IN a nation gripped by World Cup fever, schools are working hard to remind pupils of another national event.
"We have jubilee mugs and commemorative coins to give the children," said John Bryant, head of Nutfield primary, in Redhill, Surrey. "We've given it due weight, but we've not gone overboard. I have a feeling there's greater excitement about the World Cup."
There will be no government-issued jubilee mug, as in 1977. But many schools believe that the occasion merits a commemorative token, and will order or produce one themselves.
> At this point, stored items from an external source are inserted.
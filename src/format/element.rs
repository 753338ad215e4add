//! Attribute layout: where one interleaved attribute lives and how it is stored.

use super::{packed, CompType, Components, SpecialFormat};
use std::fmt;

/// Storage format of one attribute element.
///
/// For plain formats an element is `comp_count` components of
/// `comp_byte_width` bytes each. A non-`None` `special` overrides both the
/// byte size and the number of components the element expands to.
#[derive(Clone, Copy, PartialEq, Eq, Hash)]
pub struct ResourceFormat {
    pub comp_type: CompType,
    /// Declared component count (1..=4)
    pub comp_count: u8,
    /// Bytes per component (1, 2, 4 or 8)
    pub comp_byte_width: u8,
    pub special: SpecialFormat,
    /// Packed colour stored blue-first; swaps x and z after decoding.
    pub bgra_order: bool,
}

impl ResourceFormat {
    #[inline]
    pub const fn new(comp_type: CompType, comp_count: u8, comp_byte_width: u8) -> Self {
        Self {
            comp_type,
            comp_count,
            comp_byte_width,
            special: SpecialFormat::None,
            bgra_order: false,
        }
    }

    /// A packed encoding; the component type selects int vs normalized output
    /// where the encoding allows both.
    #[inline]
    pub const fn packed(special: SpecialFormat, comp_type: CompType) -> Self {
        Self {
            comp_type,
            comp_count: special.component_count(1) as u8,
            comp_byte_width: 1,
            special,
            bgra_order: false,
        }
    }

    #[inline]
    pub const fn with_bgra(mut self) -> Self {
        self.bgra_order = true;
        self
    }

    /// Number of table columns one element expands to.
    #[inline]
    pub const fn component_count(&self) -> u32 {
        self.special.component_count(self.comp_count as u32)
    }

    /// Bytes occupied by one element.
    #[inline]
    pub const fn byte_size(&self) -> usize {
        match self.special.packed_size() {
            Some(size) => size,
            None => self.comp_count as usize * self.comp_byte_width as usize,
        }
    }

    // === Common predefined formats ===

    pub const FLOAT: Self = Self::new(CompType::Float, 1, 4);
    pub const FLOAT2: Self = Self::new(CompType::Float, 2, 4);
    pub const FLOAT3: Self = Self::new(CompType::Float, 3, 4);
    pub const FLOAT4: Self = Self::new(CompType::Float, 4, 4);
    pub const HALF2: Self = Self::new(CompType::Float, 2, 2);
    pub const HALF4: Self = Self::new(CompType::Float, 4, 2);
    pub const DOUBLE: Self = Self::new(CompType::Double, 1, 8);
    pub const UINT: Self = Self::new(CompType::UInt, 1, 4);
    pub const INT: Self = Self::new(CompType::SInt, 1, 4);
    pub const UBYTE4: Self = Self::new(CompType::UInt, 4, 1);
    pub const UNORM_BYTE4: Self = Self::new(CompType::UNorm, 4, 1);
    pub const SNORM_SHORT2: Self = Self::new(CompType::SNorm, 2, 2);
}

impl Default for ResourceFormat {
    fn default() -> Self {
        Self::FLOAT4
    }
}

impl fmt::Debug for ResourceFormat {
    fn fmt(&self, f: &mut fmt::Formatter<'_>) -> fmt::Result {
        if self.special == SpecialFormat::None {
            write!(f, "{}{}x{}", self.comp_type, self.comp_byte_width * 8, self.comp_count)
        } else {
            write!(f, "{}({})", self.special, self.comp_type)
        }
    }
}

/// One interleaved vertex attribute.
#[derive(Clone, Debug, PartialEq)]
pub struct AttributeLayout {
    pub name: String,
    /// Index into the owning table's buffer list
    pub buffer: usize,
    /// Byte offset inside one stride unit
    pub offset: u32,
    pub format: ResourceFormat,
    pub per_instance: bool,
    /// Instances per step for per-instance data
    pub instance_rate: u32,
    /// Show unsigned components in hexadecimal
    pub hex: bool,
}

impl AttributeLayout {
    pub fn new(name: impl Into<String>, format: ResourceFormat) -> Self {
        Self {
            name: name.into(),
            buffer: 0,
            offset: 0,
            format,
            per_instance: false,
            instance_rate: 1,
            hex: false,
        }
    }

    pub fn with_buffer(mut self, buffer: usize) -> Self {
        self.buffer = buffer;
        self
    }

    pub fn with_offset(mut self, offset: u32) -> Self {
        self.offset = offset;
        self
    }

    /// Step once every `rate` instances instead of once per vertex.
    pub fn per_instance(mut self, rate: u32) -> Self {
        self.per_instance = true;
        self.instance_rate = rate;
        self
    }

    pub fn with_hex(mut self, hex: bool) -> Self {
        self.hex = hex;
        self
    }

    #[inline]
    pub fn component_count(&self) -> u32 {
        self.format.component_count()
    }

    #[inline]
    pub fn byte_size(&self) -> usize {
        self.format.byte_size()
    }

    /// Element index to read for per-instance stepping. A zero rate is
    /// malformed and pins the attribute to instance 0.
    #[inline]
    pub fn instance_index(&self, cur_instance: u32) -> u32 {
        if self.instance_rate > 0 {
            cur_instance / self.instance_rate
        } else {
            0
        }
    }

    /// Decode one element starting at `bytes[0]`. `bytes` extends to the end of
    /// the buffer; fewer bytes than the element needs yields no components.
    #[inline]
    pub fn decode(&self, bytes: &[u8]) -> Components {
        packed::decode(bytes, &self.format)
    }
}

#[cfg(test)]
mod tests {
    use super::*;

    #[test]
    fn test_byte_sizes() {
        assert_eq!(ResourceFormat::FLOAT3.byte_size(), 12);
        assert_eq!(ResourceFormat::HALF2.byte_size(), 4);
        assert_eq!(ResourceFormat::UNORM_BYTE4.byte_size(), 4);
        assert_eq!(ResourceFormat::DOUBLE.byte_size(), 8);
        let packed = ResourceFormat::packed(SpecialFormat::R5G6B5, CompType::UNorm);
        assert_eq!(packed.byte_size(), 2);
        assert_eq!(packed.component_count(), 3);
    }

    #[test]
    fn test_instance_index() {
        let a = AttributeLayout::new("inst", ResourceFormat::FLOAT4).per_instance(3);
        assert_eq!(a.instance_index(0), 0);
        assert_eq!(a.instance_index(5), 1);
        assert_eq!(a.instance_index(9), 3);

        let broken = AttributeLayout::new("inst", ResourceFormat::FLOAT4).per_instance(0);
        assert_eq!(broken.instance_index(7), 0);
    }

    #[test]
    fn test_debug_format() {
        assert_eq!(format!("{:?}", ResourceFormat::FLOAT3), "float32x3");
        let packed = ResourceFormat::packed(SpecialFormat::R10G10B10A2, CompType::UNorm);
        assert_eq!(format!("{:?}", packed), "r10g10b10a2(unorm)");
    }
}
And with street parties thinner on the ground than 25 years ago, some schools are organising their own. Jubilee week at Hugglescote primary, in Leicestershire, ends in a playground party, complete with bunting and national anthem.
"What we've done is taken the street-party philosophy that some of us experienced during the Silver Jubilee, and brought it into the school," said Colin Dawson, the head. During jubilee week, his pupils will learn about the Queen and her reign. Maths lessons will use money which bears the Queen's likeness; history lessons will focus on the monarchy; the literacy hour will be filled with tales of queens and princes.
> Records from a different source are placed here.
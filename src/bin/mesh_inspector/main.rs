//! mesh-inspector CLI - decode raw vertex data dumps as tables.

use std::fs::File;
use std::io::{self, BufWriter, Write};

use anyhow::{bail, Context, Result};
use memmap2::Mmap;
use tracing::{debug, warn};
use tracing_subscriber::prelude::*;
use tracing_subscriber::EnvFilter;

use mesh_inspector::format::{DeclParser, FormatParser};
use mesh_inspector::table::BufferTable;
use mesh_inspector::viewer::{fetch, Settings};

const VERSION: &str = env!("CARGO_PKG_VERSION");
const BUILD_DATE: &str = env!("MESH_INSPECTOR_BUILD_DATE");
const BUILD_TIME: &str = env!("MESH_INSPECTOR_BUILD_TIME");

/// Rows printed by `dump` unless `--rows` says otherwise.
const DEFAULT_ROWS: u32 = 64;

fn main() {
    let args: Vec<String> = std::env::args().collect();

    // Parse global flags
    let mut level = "warn";
    let mut filtered_args: Vec<&str> = Vec::new();
    for arg in &args[1..] {
        match arg.as_str() {
            "-v" | "--verbose" => level = "debug",
            "-vv" | "--trace" => level = "trace",
            "-q" | "--quiet" => level = "error",
            _ => filtered_args.push(arg),
        }
    }

    let _guard = init_tracing(level);

    if filtered_args.is_empty() {
        print_help();
        return;
    }

    let result = match filtered_args[0] {
        "d" | "dump" => cmd_dump(&filtered_args[1..]),
        "l" | "layout" => cmd_layout(&filtered_args[1..]),
        "settings" => cmd_settings(),
        "-V" | "--version" | "version" => {
            println!("mesh-inspector {} (built {} {})", VERSION, BUILD_DATE, BUILD_TIME);
            Ok(())
        }
        "help" | "h" | "-h" | "--help" => {
            print_help();
            Ok(())
        }
        other => {
            eprintln!("Unknown command: {}", other);
            eprintln!();
            print_help();
            std::process::exit(1);
        }
    };

    if let Err(e) = result {
        eprintln!("Error: {:#}", e);
        std::process::exit(1);
    }
}

fn print_help() {
    println!("mesh-inspector - vertex buffer decoding toolkit");
    println!();
    println!("USAGE:");
    println!("    mesh-inspector [OPTIONS] <COMMAND> [ARGS]");
    println!();
    println!("COMMANDS:");
    println!("    d, dump   <file> <decl> [--offset N] [--rows N] [--hex]");
    println!("                                  Print file contents as rows of <decl>");
    println!("    l, layout <decl>              Show parsed columns, offsets and stride");
    println!("    settings                      Show the settings file location and values");
    println!("    version                       Show version and build date");
    println!();
    println!("DECLARATIONS:");
    println!("    Entries separated by ';' or newlines: [hex] <type><count> <name>");
    println!("    e.g. \"float3 pos; half2 uv; hex uint flags\"");
    println!();
    println!("OPTIONS:");
    println!("    -v, --verbose     Debug logging (RUST_LOG overrides)");
    println!("    -vv, --trace      Trace logging");
    println!("    -q, --quiet       Errors only");
}

fn env_filter(default_level: &str) -> EnvFilter {
    EnvFilter::try_from_default_env().unwrap_or_else(|_| EnvFilter::new(default_level))
}

/// Install the fmt subscriber. With `MESH_INSPECTOR_TRACE=1`, also write a
/// Chrome trace to `trace.json`.
#[cfg(feature = "trace")]
fn init_tracing(default_level: &str) -> Option<tracing_chrome::FlushGuard> {
    let fmt_layer = tracing_subscriber::fmt::layer().with_writer(io::stderr).with_target(false);

    let (chrome_layer, guard) = if std::env::var("MESH_INSPECTOR_TRACE").ok().as_deref() == Some("1") {
        let (layer, guard) = tracing_chrome::ChromeLayerBuilder::new()
            .file("trace.json")
            .build();
        (Some(layer), Some(guard))
    } else {
        (None, None)
    };

    tracing_subscriber::registry()
        .with(env_filter(default_level))
        .with(fmt_layer)
        .with(chrome_layer)
        .try_init()
        .ok();
    guard
}

/// Install the fmt subscriber.
#[cfg(not(feature = "trace"))]
fn init_tracing(default_level: &str) -> Option<()> {
    let fmt_layer = tracing_subscriber::fmt::layer().with_writer(io::stderr).with_target(false);

    tracing_subscriber::registry()
        .with(env_filter(default_level))
        .with(fmt_layer)
        .try_init()
        .ok();
    None
}

/// Parse a decimal or `0x` hex number.
fn parse_number(s: &str) -> Result<u64> {
    let parsed = match s.strip_prefix("0x").or_else(|| s.strip_prefix("0X")) {
        Some(hex) => u64::from_str_radix(hex, 16),
        None => s.parse(),
    };
    parsed.with_context(|| format!("invalid number '{}'", s))
}

fn parse_decl(decl: &str) -> Vec<mesh_inspector::format::AttributeLayout> {
    let (columns, errors) = DeclParser.parse(decl);
    for e in &errors {
        eprintln!("format: {}", e);
    }
    columns
}

fn cmd_layout(args: &[&str]) -> Result<()> {
    let Some(decl) = args.first() else {
        bail!("missing declaration\nUsage: mesh-inspector layout <decl>");
    };
    let columns = parse_decl(decl);

    let mut out = BufWriter::new(io::stdout().lock());
    writeln!(out, "{:<16} {:>6} {:>6}  format", "name", "offset", "size")?;
    for c in &columns {
        writeln!(out, "{:<16} {:>6} {:>6}  {:?}{}", c.name, c.offset, c.byte_size(), c.format, if c.hex { " hex" } else { "" })?;
    }
    writeln!(out, "stride: {}", fetch::tight_stride(&columns))?;

    let mut table = BufferTable::new(false);
    table.replace(fetch::raw_contents(Vec::new(), columns));
    let headers: Vec<String> = (0..table.column_count()).filter_map(|c| table.header(c)).collect();
    writeln!(out, "columns: {}", headers.join(" "))?;
    out.flush()?;
    Ok(())
}

fn cmd_dump(args: &[&str]) -> Result<()> {
    let mut positional = Vec::new();
    let mut offset = 0u64;
    let mut rows = DEFAULT_ROWS;
    let mut hex = false;

    let mut it = args.iter();
    while let Some(&arg) = it.next() {
        match arg {
            "--offset" | "-o" => {
                let v = it.next().context("--offset needs a value")?;
                offset = parse_number(v)?;
            }
            "--rows" | "-n" => {
                let v = it.next().context("--rows needs a value")?;
                rows = u32::try_from(parse_number(v)?).unwrap_or(u32::MAX);
            }
            "--hex" | "-x" => hex = true,
            _ => positional.push(arg),
        }
    }

    let (path, decl) = match positional.as_slice() {
        [path, decl, ..] => (*path, *decl),
        _ => bail!("missing arguments\nUsage: mesh-inspector dump <file> <decl> [--offset N] [--rows N] [--hex]"),
    };

    let settings = Settings::load();
    let mut columns = parse_decl(decl);
    if hex || settings.hex_by_default {
        for c in &mut columns {
            c.hex = true;
        }
    }

    let file = File::open(path).with_context(|| format!("cannot open {}", path))?;
    let size = file.metadata()?.len();
    let data = if size == 0 {
        Vec::new()
    } else {
        // Safety: the file is opened read-only and only copied out of.
        let mmap = unsafe { Mmap::map(&file) }.with_context(|| format!("cannot map {}", path))?;
        let start = usize::try_from(offset).unwrap_or(usize::MAX).min(mmap.len());
        if start < usize::try_from(offset).unwrap_or(usize::MAX) {
            warn!("Offset {} is past the end of {} ({} bytes)", offset, path, size);
        }
        mmap[start..].to_vec()
    };
    debug!("Read {} bytes from {} at offset {}", data.len(), path, offset);

    let mut table = BufferTable::new(false);
    table.set_number_format(settings.number_format);
    table.replace(fetch::raw_contents(data, columns));

    print_table(&table, rows)?;
    Ok(())
}

fn print_table(table: &BufferTable, max_rows: u32) -> Result<()> {
    let rows = table.row_count().min(max_rows);
    let cols = table.column_count();

    let headers: Vec<String> = (0..cols).map(|c| table.header(c).unwrap_or_default()).collect();
    let cells: Vec<Vec<String>> = (0..rows)
        .map(|r| (0..cols).map(|c| table.cell(r, c).unwrap_or_default()).collect())
        .collect();

    let mut widths: Vec<usize> = headers.iter().map(|h| h.len()).collect();
    for row in &cells {
        for (w, cell) in widths.iter_mut().zip(row) {
            *w = (*w).max(cell.len());
        }
    }

    let mut out = BufWriter::new(io::stdout().lock());
    write!(out, "{:>6}", "row")?;
    for (h, w) in headers.iter().zip(&widths) {
        write!(out, "  {:>w$}", h, w = *w)?;
    }
    writeln!(out)?;

    for (r, row) in cells.iter().enumerate() {
        write!(out, "{:>6}", r)?;
        for (cell, w) in row.iter().zip(&widths) {
            write!(out, "  {:>w$}", cell, w = *w)?;
        }
        writeln!(out)?;
    }

    if table.row_count() > rows {
        writeln!(out, "... {} more rows", table.row_count() - rows)?;
    }
    out.flush()?;
    Ok(())
}

fn cmd_settings() -> Result<()> {
    match Settings::path() {
        Some(p) => println!("path: {}", p.display()),
        None => println!("path: (no config dir)"),
    }
    let settings = Settings::load();
    println!("{}", serde_json::to_string_pretty(&settings)?);
    Ok(())
}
If Hugglescote is typical, then there are still plenty of young royalists. "She isn't as spoiled as you'd think: if she had anything you needed, like a bit of money, she'd give it to you," said 11-year-old Jade Edward. Alistair Dodds, 11, also mentions the Queen's importance in motivating troops in time of war as they depart for battle zones such as Kosovo. But it is her role in preserving the heritage of the nation that pupils believe to be her most significant contribution. "If she wasn't Queen, they would knock down the royal castles and palaces and Westminster Abbey to build other things, because they wouldn't need them," Alistair said.
At Millbank primary in London, pupils will watch a 1953 Pathe news reel of the coronation, before a 1952-themed street party, complete with the jam on toast that brightened up the ration era. Other schools have chosen to make the jubilee a lesson in geography: pupils at Belle Vue primary, in Stourbridge, for example, ate their jubilee picnic to the strains of Bhangra.
Some staff report that moving the half-term holiday has disrupted some pupils' education as parents booked cheap holidays last year a week too early.
Teachers will not miss the jubilee holiday, even though it falls in half term. The Government has advised local authorities to give them an extra holiday at the end of term.